Thankyou, Orionshadow, for your kind review.

To the other's that looked over this story, a review, even a negative one, is appreciated. She would always like to know ways to better her own skills. Not meaning to whore herself out too much there.

This chapter is not BETAed, so you might expect an edit.

Chapter Two.

It was cold.

It was always cold here.

Her room was large, white and square, and it reminded her of the freezers where they hang dead animals- so cold and stark and white, like how she imagined death to be.

She hated it here.

A metal cart; as clinical as the rest of her surroundings stood untouched by her bedside. She had her back to it, choosing instead to face the wall and stare off into space. Her arm had gone numb long ago, and her hip ached from lying in one position, but she could not bring herself to shift.

How long had it been since they bought her back to this lifeless little room? Hours, days, months? It could have even been years, she couldn't tell.

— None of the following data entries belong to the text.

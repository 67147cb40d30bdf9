//! Visual layouter
//!
//! Wraps logical lines to a fixed viewport width and derives a visual
//! cursor plus bidirectional maps between logical and visual coordinates.
//! Never mutates the buffer; recomputed on demand from
//! `(lines, cursor, viewport.width)` and cached by the controller.

use crate::codepoint::{char_width, cp_slice, visual_width};
use crate::position::Position;

/// One wrapped chunk of a logical line: the code points `[start, start+len)`
/// of that line, assigned to a single visual row.
#[derive(Debug, Clone, Copy, PartialEq, Eq)]
pub struct Chunk {
    pub visual_row: usize,
    pub start_col: usize,
}

/// The fully wrapped view of a buffer against one viewport width.
#[derive(Debug, Clone, PartialEq, Eq, Default)]
pub struct VisualLayout {
    /// Wrapped visual lines, in display order. Always non-empty.
    pub visual_lines: Vec<String>,
    /// Visual position of the logical cursor.
    pub visual_cursor: Position,
    /// For each logical row, the ordered chunks that make it up.
    pub logical_to_visual: Vec<Vec<Chunk>>,
    /// For each visual row, which logical row/column it starts at.
    pub visual_to_logical: Vec<(usize, usize)>,
}

/// Compute the wrapped layout of `lines` for a cursor at `cursor` against a
/// viewport of `width` character cells. `width` is clamped to at least 1.
#[must_use]
pub fn compute_layout(lines: &[String], cursor: Position, width: usize) -> VisualLayout {
    let width = width.max(1);

    let mut visual_lines = Vec::new();
    let mut logical_to_visual = Vec::with_capacity(lines.len());
    let mut visual_to_logical = Vec::new();

    let mut cursor_visual = Position::default();

    for (row, line) in lines.iter().enumerate() {
        let chunks = wrap_line(line, width);
        let mut row_chunks = Vec::with_capacity(chunks.len());

        if row == cursor.row {
            cursor_visual = resolve_boundary_cursor(cursor.col, &chunks, visual_lines.len());
        }

        for &(start_col, chunk_len) in &chunks {
            let visual_row = visual_lines.len();
            row_chunks.push(Chunk {
                visual_row,
                start_col,
            });
            visual_to_logical.push((row, start_col));
            visual_lines.push(cp_slice(line, start_col, Some(start_col + chunk_len)));
        }

        logical_to_visual.push(row_chunks);
    }

    VisualLayout {
        visual_lines,
        visual_cursor: cursor_visual,
        logical_to_visual,
        visual_to_logical,
    }
}

/// Resolve which chunk of a logical row a cursor column belongs to.
///
/// `chunks` are that row's `(start_col, len)` wrap chunks in order;
/// `first_visual_row` is the visual row index of `chunks[0]`. Chunks are
/// checked in order and the first one whose `[start, start+len]` (inclusive
/// of the trailing edge) contains `col` wins — so when two chunks are
/// adjacent with no skipped delimiter, the earlier chunk's trailing edge
/// takes priority over the next chunk's head, matching the "end of a
/// non-final chunk is stable for `end`" rule.
fn resolve_boundary_cursor(
    col: usize,
    chunks: &[(usize, usize)],
    first_visual_row: usize,
) -> Position {
    for (i, &(start, len)) in chunks.iter().enumerate() {
        if col >= start && col <= start + len {
            return Position::new(first_visual_row + i, col - start);
        }
    }
    // col is past the end of every chunk (shouldn't happen for a valid
    // cursor); clamp to the end of the last chunk.
    let last = chunks.len().saturating_sub(1);
    let (start, len) = chunks.get(last).copied().unwrap_or((0, 0));
    Position::new(first_visual_row + last, (col.saturating_sub(start)).min(len))
}

/// Wrap a single logical line into `(start_col, len)` chunks, codepoint-indexed.
fn wrap_line(line: &str, width: usize) -> Vec<(usize, usize)> {
    let chars: Vec<char> = line.chars().collect();
    if chars.is_empty() {
        return vec![(0, 0)];
    }

    let mut chunks = Vec::new();
    let mut chunk_start = 0usize;
    let mut i = chunk_start;
    let mut col_width = 0usize;
    let mut last_space: Option<usize> = None;

    while i < chars.len() {
        let w = char_width(chars[i]);

        if col_width + w > width && i > chunk_start {
            if let Some(space_idx) = last_space.filter(|&s| s > chunk_start) {
                chunks.push((chunk_start, space_idx - chunk_start));
                chunk_start = space_idx + 1; // skip the delimiter space
                i = chunk_start;
            } else {
                chunks.push((chunk_start, i - chunk_start));
                chunk_start = i;
            }
            col_width = 0;
            last_space = None;
            continue;
        }

        if chars[i] == ' ' {
            last_space = Some(i);
        }
        col_width += w;
        i += 1;

        // A single code point wider than the viewport: emit it alone rather
        // than loop forever trying to fit it.
        if w > width && i - 1 == chunk_start {
            chunks.push((chunk_start, 1));
            chunk_start = i;
            col_width = 0;
            last_space = None;
        }
    }

    if chunk_start < chars.len() || chunks.is_empty() {
        chunks.push((chunk_start, chars.len() - chunk_start));
    }

    chunks
}

/// Translate a visual position back to a logical `(row, col)` using the
/// layout's `visual_to_logical` map.
#[must_use]
pub fn visual_to_logical_position(layout: &VisualLayout, visual: Position) -> Position {
    let visual_row = visual.row.min(layout.visual_to_logical.len().saturating_sub(1));
    let Some(&(row, start_col)) = layout.visual_to_logical.get(visual_row) else {
        return Position::default();
    };
    Position::new(row, start_col + visual.col)
}

/// Length, in code points, of visual row `visual_row`.
#[must_use]
pub fn visual_row_len(layout: &VisualLayout, visual_row: usize) -> usize {
    layout
        .visual_lines
        .get(visual_row)
        .map_or(0, |s| s.chars().count())
}

/// Testable-properties invariant 5: every visual line's width is at most
/// `width`, except a line that is a single code point wider than `width`
/// (the hard-break overflow case — preferred to an infinite wrap loop).
fn visual_width_invariant_holds(layout: &VisualLayout, width: usize) -> bool {
    layout
        .visual_lines
        .iter()
        .all(|l| visual_width(l) <= width || l.chars().count() == 1)
}

#[cfg(test)]
#[path = "layout_tests.rs"]
mod tests;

All she could see were four white walls and a window in which the moon slyly peeked in, winking at her with its solitary eye as if they shared some kind of secret nobody else was privy to.

She knew that there would most likely be repurcussions for the meals she had left uneaten until they were removed, but the mere thought of eating turned her stomach and left a sour taste in her mouth. She could not bring herself to even attempt it.

Kurosaki was...gone.

Just like that.

And For all she knew, the other's were too. How could she eat when she was responsible for someone's death? They had come here to save her, to save her, and she had led them to their own demise.

She had seen Kurosaki bleed to death like a stuck pig on the sand, and she had felt Rukia's and Chad's riatsu diminish to the point of no return. Of the other two, she had no clue, but she could no longer feel the flutter of their spirit against her's, and it terrified her, because what if they had met the same fate as Ichigo...?

She wouldn't cry anymore - couldn't cry anymore, but she could not muster the will to do more than just lay there. That was all she wanted, just to lay there forever in the cold hard bed.

She felt as if she were was stuck in limbo; hopelessness bending her backwards inexorably towards breaking.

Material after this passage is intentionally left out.